Configuration: Set bind_network: hsn in quorum and node-agent config (default). This resolves to the HSN interface at startup. In standalone mode without PACT, bind_network: any (default 0.0.0.0) is acceptable.

Failure isolation: Management net down → PACT degraded, lattice unaffected. HSN down → lattice paused, PACT unaffected (admin access works). See specs/failure-modes.md for full matrix.

Bootstrap Sequence

Phase 1: Infrastructure (OpenCHAMI)

1. Deploy OpenCHAMI services:
   - Magellan (BMC discovery)
   - SMD (State Management Daemon)
   - BSS (Boot Script Service)
   - OPAAL (Authentication)
2. Discover nodes via Redfish BMC scan
3. Register node inventory in SMD
4. Prepare boot images:
   - Standard compute image (Linux + node agent)
   - Sensitive hardened image (minimal kernel, SELinux, no SSH)
5. Generate PKI:
   - Site root CA
   - Intermediate CA for OPAAL
   - Pre-provision quorum member certificates

Phase 2: Control Plane

1. Deploy quorum members (3 or 5 nodes, dedicated hardware):
   a. Install lattice-quorum binary
   b. Configure Raft cluster membership
   c. Load TLS certificates (pre-provisioned)
   d. Initialize Raft cluster:
      - First member bootstraps as single-node cluster
      - Additional members join via Raft AddMember
   e. Verify: Raft leader elected, all members healthy

2. Deploy API servers (2+ for redundancy):
   a. Install lattice-api binary
   b. Configure quorum endpoints, TLS, OIDC provider
   c. Place behind load balancer
   d. Health check: /healthz returns 200

3. Deploy vCluster schedulers:
   a. One scheduler instance per vCluster type
   b. Configure cost function weights (from config file or quorum)
   c. Verify: scheduling cycle runs (empty, no nodes yet)

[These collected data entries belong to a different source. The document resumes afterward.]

use serde::{Deserialize, Serialize};
use serde_with::serde_as;
use std::time::Duration;

/// Settings for stripping the single-instance guard out of the game client.
#[serde_as]
#[derive(Debug, Clone, Serialize, Deserialize, PartialEq, Eq)]
#[serde(default)]
pub struct Guard {
    /// Executable name of the processes whose guard object is removed. The
    /// match is case-insensitive and against the file name only.
    pub process_name: String,

    /// Substring of the kernel object name to close. The object manager
    /// prepends a session path such as `\Sessions\1\BaseNamedObjects\`, so
    /// this only needs to be the trailing part of the name.
    pub object_name: String,

    /// How often the guard scan runs. **Measured in milliseconds**.
    #[serde_as(as = "serde_with::DurationMilliSeconds<u64>")]
    pub interval: Duration,

    /// Upper bound for a single object name query. Name queries against some
    /// object types never return, so a stuck query is abandoned after this
    /// long and the handle is skipped for the current scan. **Measured in
    /// milliseconds**.
    #[serde_as(as = "serde_with::DurationMilliSeconds<u64>")]
    pub name_query_timeout: Duration,
}

impl Default for Guard {
    fn default() -> Self {
        Self {
            process_name: "D2R.exe".into(),
            object_name: "DiabloII Check For Other Instances".into(),
            interval: Duration::from_secs(1),
            name_query_timeout: Duration::from_millis(500),
        }
    }
}

impl Guard {
    const MIN_INTERVAL: Duration = Duration::from_millis(10);
    const MIN_NAME_QUERY_TIMEOUT: Duration = Duration::from_millis(1);

    pub fn clamp(mut self) -> Self {
        self.interval = self.interval.max(Self::MIN_INTERVAL);
        self.name_query_timeout = self.name_query_timeout.max(Self::MIN_NAME_QUERY_TIMEOUT);
        self
    }
}
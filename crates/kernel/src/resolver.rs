use crate::error::Error;
use crate::name_query::NameQuery;
use crate::native::{self, BufferPolicy, DuplicateOptions, HandleEntry, NtApi, OwnedHandle, ProcessAccess, RawHandle};
use std::collections::HashSet;
use std::sync::{Arc, Mutex, PoisonError};
use std::time::Duration;
use tracing::{debug, trace};

/// The only object type whose name is worth asking for.
///
/// Name queries against pipes and some file objects can hang, so the
/// resolver decides once per handle whether to risk one.
#[derive(Debug, Clone, Copy, PartialEq, Eq)]
pub enum ObjectKind {
    Event,
    Other,
}

impl ObjectKind {
    pub fn from_type_name(type_name: &str) -> Self {
        match type_name {
            "Event" => Self::Event,
            _ => Self::Other,
        }
    }
}

/// A handle in another process whose object name matched.
#[derive(Debug, Clone, PartialEq, Eq)]
pub struct HandleRecord {
    pub owner_pid: u32,
    /// Handle value inside the owner, not in this process.
    pub raw_handle: RawHandle,
    pub name: String,
    pub type_name: String,
}

pub struct HandleResolver {
    api: Arc<dyn NtApi>,
    policy: BufferPolicy,
    names: NameQuery,
    /// `(owner, handle)` pairs whose name query timed out. Skipped until the
    /// handle disappears from the system handle table.
    stuck: Mutex<HashSet<(u32, RawHandle)>>,
}

impl HandleResolver {
    pub fn new(api: Arc<dyn NtApi>, policy: BufferPolicy, name_timeout: Duration) -> Self {
        let names = NameQuery::new(Arc::clone(&api), name_timeout);
        Self {
            api,
            policy,
            names,
            stuck: Mutex::new(HashSet::new()),
        }
    }

    pub fn api(&self) -> &Arc<dyn NtApi> {
        &self.api
    }

    /// Handles owned by `pid` whose object name contains `needle`.
    ///
    /// Handles of every other process are filtered out before anything is
    /// duplicated. An empty result is not an error.
    pub fn find_handles(&self, pid: u32, needle: &str) -> Result<Vec<HandleRecord>, Error> {
        let table = native::query_system_handles(&*self.api, &self.policy)?;
        let candidates: Vec<HandleEntry> = {
            let mut stuck = self.stuck.lock().unwrap_or_else(PoisonError::into_inner);
            stuck.retain(|(owner, handle)| {
                table.owned_by(*owner).any(|entry| entry.handle == *handle)
            });
            table
                .owned_by(pid)
                .filter(|entry| !stuck.contains(&(pid, entry.handle)))
                .collect()
        };
        trace!(pid, total = table.len(), candidates = candidates.len(), "handle table scanned");
        if candidates.is_empty() {
            return Ok(Vec::new());
        }

        let process = OwnedHandle::open_process(&self.api, pid, ProcessAccess::DUP_HANDLE)?;
        let mut found = Vec::new();
        for entry in candidates {
            match self.inspect(&process, pid, entry.handle, needle) {
                Ok(Some(record)) => found.push(record),
                Ok(None) => {}
                Err(err @ Error::NameQueryTimedOut { .. }) => {
                    debug!(pid, handle = %entry.handle, error = %err, "skipping stuck handle from now on");
                    self.stuck
                        .lock()
                        .unwrap_or_else(PoisonError::into_inner)
                        .insert((pid, entry.handle));
                }
                Err(err) => trace!(pid, handle = %entry.handle, error = %err, "skipping handle"),
            }
        }

        if !found.is_empty() {
            debug!(pid, matches = found.len(), needle, "matching handles found");
        }
        Ok(found)
    }

    fn inspect(
        &self,
        process: &OwnedHandle,
        pid: u32,
        handle: RawHandle,
        needle: &str,
    ) -> Result<Option<HandleRecord>, Error> {
        let duplicate = native::duplicate_handle(
            &*self.api,
            process.raw(),
            handle,
            Some(self.api.current_process()),
            DuplicateOptions::SAME_ACCESS,
        )?;
        let Some(duplicate) = duplicate else {
            return Ok(None);
        };
        let local = OwnedHandle::new(Arc::clone(&self.api), duplicate);

        let type_name = native::query_object_type(&*self.api, local.raw())?;
        if ObjectKind::from_type_name(&type_name) != ObjectKind::Event {
            return Ok(None);
        }

        // The worker closes `local` once the query returns.
        let name = self.names.query(local)?;
        if !matches_name(&name, needle) {
            return Ok(None);
        }

        Ok(Some(HandleRecord {
            owner_pid: pid,
            raw_handle: handle,
            name,
            type_name,
        }))
    }
}

/// Object names carry a session prefix such as `\Sessions\1\BaseNamedObjects\`,
/// so the needle may appear anywhere in the path.
fn matches_name(name: &str, needle: &str) -> bool {
    !name.is_empty() && !needle.is_empty() && name.contains(needle)
}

4. Deploy checkpoint broker:
   a. Install lattice-checkpoint binary
   b. Configure quorum and VAST API endpoints

Phase 3: Compute Nodes

1. Configure BSS with standard compute image + cloud-init template:
   - cloud-init installs node agent binary
   - cloud-init generates TLS certificate via OPAAL
   - cloud-init configures quorum endpoint

2. Boot nodes (batch: groups of 50-100):
   - PXE boot → BSS serves image → cloud-init runs → node agent starts

3. Node agent startup:
   a. Generate TLS cert from OPAAL (if not pre-provisioned)
   b. Discover local hardware (GPUs via NVML/ROCm-SMI, NVMe if present, NIC)
   c. Compute conformance fingerprint
   d. Register with quorum (first heartbeat)
   e. Report capabilities and health

4. Quorum auto-discovers nodes from first heartbeat.
   No manual node registration required.

5. Verify: `lattice node list` shows all nodes in Ready state.

Phase 4: Configuration

1. Create tenants:
   lattice admin tenant create --name="physics" --max-nodes=200

2. Create vClusters:
   lattice admin vcluster create --name="hpc-batch" \
     --scheduler=hpc-backfill \
     --tenant=physics \
     --nodes=x1000c0s0b0n[0-199]

3. Configure cost function weights (or use defaults):
   lattice admin vcluster set-weights --name="hpc-batch" \
     --priority=0.20 --wait-time=0.25 --fair-share=0.25 ...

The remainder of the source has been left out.